Can Dogs Get Food Poisoning?

Every Fido, Radar, and Spot chows down on hamburger that is days old and they never seem to get sick. In fact, dogs tend to eat all kinds of old foods and never seem to miss a beat. Is it possible that dogs simply don’t get food poisoning?


Can Dogs Get Food Poisoning?

Yes, and the reality is that dogs who are food-oriented and love to scavenge are prone to food poisoning. Food poisoning in humans is rough. And, the same goes for our canine friends. Signs of a bad reaction to food are:

  • Vomiting
  • Loose stools and diarrhea
  • Lethargy
  • Unwillingness to eat

More severe cases of food poisoning in dogs can cause seizures, severe dehydration, muscle spasms, disorientation, and even collapse.

In the event you suspect your dog may be suffering from food poisoning, you can't afford to waste time. They need to be taken to see the vet immediately. 


Does My Dog Have Food Poisoning?

Food poisoning is not a common occurrence in dogs. However, if your furry buddy is the type to attempt to eat fecal matter they find on a walk, get into the compost pile, or practice indiscriminate eating in the form of garbage or dead squirrels at the park, they may suffer from a food poisoning of sorts once the digestion process begins.
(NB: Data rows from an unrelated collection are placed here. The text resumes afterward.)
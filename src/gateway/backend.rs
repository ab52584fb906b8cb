//! The generative service seam and its Gemini implementation

use async_trait::async_trait;
use base64::{engine::general_purpose::STANDARD as BASE64, Engine};
use serde::Deserialize;
use serde_json::json;

use super::error::GatewayError;
use crate::audio::PcmAudio;
use crate::config::GatewayConfig;

/// A generated image, carried as a `data:` URL
#[derive(Debug, Clone, PartialEq, Eq)]
pub struct ImageRef(String);

impl ImageRef {
    pub fn from_base64(mime_type: &str, data: &str) -> Self {
        Self(format!("data:{};base64,{}", mime_type, data))
    }

    pub fn from_data_url(url: String) -> Self {
        Self(url)
    }

    pub fn as_str(&self) -> &str {
        &self.0
    }

    pub fn mime_type(&self) -> Option<&str> {
        self.0.strip_prefix("data:")?.split(';').next()
    }

    /// Decode the embedded bytes
    pub fn decode(&self) -> Result<Vec<u8>, GatewayError> {
        let payload = self.0.split_once(',').map(|(_, data)| data).unwrap_or("");
        Ok(BASE64.decode(payload)?)
    }
}

/// Something that can turn prompts into images and text into speech.
///
/// `Ok(None)` means the service answered but produced nothing usable.
#[async_trait]
pub trait GenerativeBackend: Send + Sync {
    async fn generate_image(&self, prompt: &str) -> Result<Option<ImageRef>, GatewayError>;

    async fn generate_speech(&self, text: &str) -> Result<Option<PcmAudio>, GatewayError>;
}

#[derive(Debug, Deserialize)]
struct GenerateContentResponse {
    #[serde(default)]
    candidates: Vec<Candidate>,
}

#[derive(Debug, Deserialize)]
struct Candidate {
    content: Option<Content>,
}

#[derive(Debug, Deserialize)]
struct Content {
    #[serde(default)]
    parts: Vec<Part>,
}

#[derive(Debug, Deserialize)]
#[serde(rename_all = "camelCase")]
struct Part {
    inline_data: Option<InlineData>,
}

#[derive(Debug, Deserialize)]
#[serde(rename_all = "camelCase")]
struct InlineData {
    #[serde(default)]
    mime_type: String,
    data: String,
}

impl GenerateContentResponse {
    /// First inline payload of the first candidate
    fn inline_data(&self) -> Option<&InlineData> {
        self.candidates
            .first()?
            .content
            .as_ref()?
            .parts
            .iter()
            .find_map(|p| p.inline_data.as_ref())
    }

    fn into_image(self) -> Option<ImageRef> {
        self.inline_data().map(|inline| {
            let mime = if inline.mime_type.is_empty() {
                "image/png"
            } else {
                inline.mime_type.as_str()
            };
            ImageRef::from_base64(mime, &inline.data)
        })
    }

    fn into_speech(self) -> Result<Option<PcmAudio>, GatewayError> {
        match self.inline_data() {
            Some(inline) => Ok(Some(PcmAudio::new(BASE64.decode(&inline.data)?))),
            None => Ok(None),
        }
    }
}

/// Client for the Gemini `generateContent` REST endpoint
pub struct GeminiClient {
    http: reqwest::Client,
    base_url: String,
    api_key: String,
    image_model: String,
    speech_model: String,
    voice: String,
}

impl GeminiClient {
    /// Build a client, reading the API key from the configured environment variable
    pub fn from_config(config: &GatewayConfig) -> Result<Self, GatewayError> {
        let api_key = std::env::var(&config.api_key_env)
            .ok()
            .filter(|k| !k.trim().is_empty())
            .ok_or_else(|| GatewayError::MissingApiKey(config.api_key_env.clone()))?;

        Ok(Self {
            http: reqwest::Client::new(),
            base_url: config.base_url.clone(),
            api_key,
            image_model: config.image_model.clone(),
            speech_model: config.speech_model.clone(),
            voice: config.voice.clone(),
        })
    }

    async fn generate_content(
        &self,
        model: &str,
        body: serde_json::Value,
    ) -> Result<GenerateContentResponse, GatewayError> {
        let url = format!(
            "{}/v1beta/models/{}:generateContent",
            self.base_url.trim_end_matches('/'),
            model
        );

        let response = self
            .http
            .post(&url)
            .header("x-goog-api-key", &self.api_key)
            .json(&body)
            .send()
            .await?;

        let status = response.status();
        if !status.is_success() {
            let text = response.text().await.unwrap_or_default();
            return Err(GatewayError::from_response(status.as_u16(), &text));
        }

        Ok(response.json().await?)
    }
}

#[async_trait]
impl GenerativeBackend for GeminiClient {
    async fn generate_image(&self, prompt: &str) -> Result<Option<ImageRef>, GatewayError> {
        let body = json!({
            "contents": [{ "parts": [{ "text": prompt }] }],
            "generationConfig": { "imageConfig": { "aspectRatio": "1:1" } },
        });
        let response = self.generate_content(&self.image_model, body).await?;
        Ok(response.into_image())
    }

    async fn generate_speech(&self, text: &str) -> Result<Option<PcmAudio>, GatewayError> {
        let body = json!({
            "contents": [{ "parts": [{ "text": format!("Say: {}", text) }] }],
            "generationConfig": {
                "responseModalities": ["AUDIO"],
                "speechConfig": {
                    "voiceConfig": { "prebuiltVoiceConfig": { "voiceName": self.voice } }
                },
            },
        });
        let response = self.generate_content(&self.speech_model, body).await?;
        response.into_speech()
    }
}

#[cfg(test)]
mod tests {
    use super::*;

    fn parse(json: &str) -> GenerateContentResponse {
        serde_json::from_str(json).unwrap()
    }

    #[test]
    fn test_image_from_response() {
        let response = parse(
            r#"{"candidates": [{"content": {"parts": [
                {"text": "here you go"},
                {"inlineData": {"mimeType": "image/png", "data": "iVBORw0K"}}
            ]}}]}"#,
        );

        let image = response.into_image().unwrap();
        assert_eq!(image.as_str(), "data:image/png;base64,iVBORw0K");
        assert_eq!(image.mime_type(), Some("image/png"));
    }

    #[test]
    fn test_empty_response_is_absent() {
        assert!(parse(r#"{"candidates": []}"#).into_image().is_none());
        assert!(parse(r#"{}"#).into_image().is_none());
        assert!(parse(r#"{"candidates": [{"content": {"parts": [{"text": "no"}]}}]}"#)
            .into_speech()
            .unwrap()
            .is_none());
    }

    #[test]
    fn test_speech_from_response() {
        let data = BASE64.encode([0x00u8, 0x40, 0x00, 0xc0]);
        let json = format!(
            r#"{{"candidates": [{{"content": {{"parts": [{{"inlineData": {{"mimeType": "audio/L16;rate=24000", "data": "{}"}}}}]}}}}]}}"#,
            data
        );

        let audio = parse(&json).into_speech().unwrap().unwrap();
        assert_eq!(audio.samples(), vec![0.5, -0.5]);
    }

    #[test]
    fn test_image_ref_decode() {
        let image = ImageRef::from_base64("image/png", &BASE64.encode(b"png!"));
        assert_eq!(image.decode().unwrap(), b"png!");

        let broken = ImageRef::from_data_url("data:image/png;base64,@@@".to_string());
        assert!(matches!(broken.decode(), Err(GatewayError::Decode(_))));
    }
}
The bacteria and mold that forms in feces, old food, and dead animals can cause serious illnesses, and not only that, but your pup can also contract parasites and worms that make them sick.

Diagnosis of food poisoning in dogs is similar to that for humans and typically involves noting the above symptoms. Since the body's way of reacting to the presence of toxins that cause food poisoning is to try and flush them out, your companion is likely to have a bad case of diarrhea and vomiting. 

How Do I Treat My Dog's Food Poisoning?

Any time that your dog is vomiting and showing signs of tummy trouble, it is best to take them to the vet. If you know they were digging in the garbage or sampled a dead animal carcass, it is better to be safe than sorry when it comes to food poisoning. 

As well, food toxicity often produces the same symptoms. The ingestion of chocolate, peanut butter or other food products with xylitol, macadamia nuts, onions, and coffee, among other human foods can cause severe toxicity that must be treated by a veterinarian.


Case Study

In 2006, several well-known dog foods were recalled after they were found to contain aflatoxins that are highly toxic to dogs. According to Cornell University veterinarians, over 100 dogs died of food poisoning, eating foods intended for them. The University team used a new type of test modified from one used for humans to discover the cause of the food poisoning. 

But, unfortunately for many dogs and their owners, the discovery of the aflatoxin came too late. Sadly, many of the dogs would not have been subjected to this food poisoning if their owners had been aware of the wave of media attention given this recall.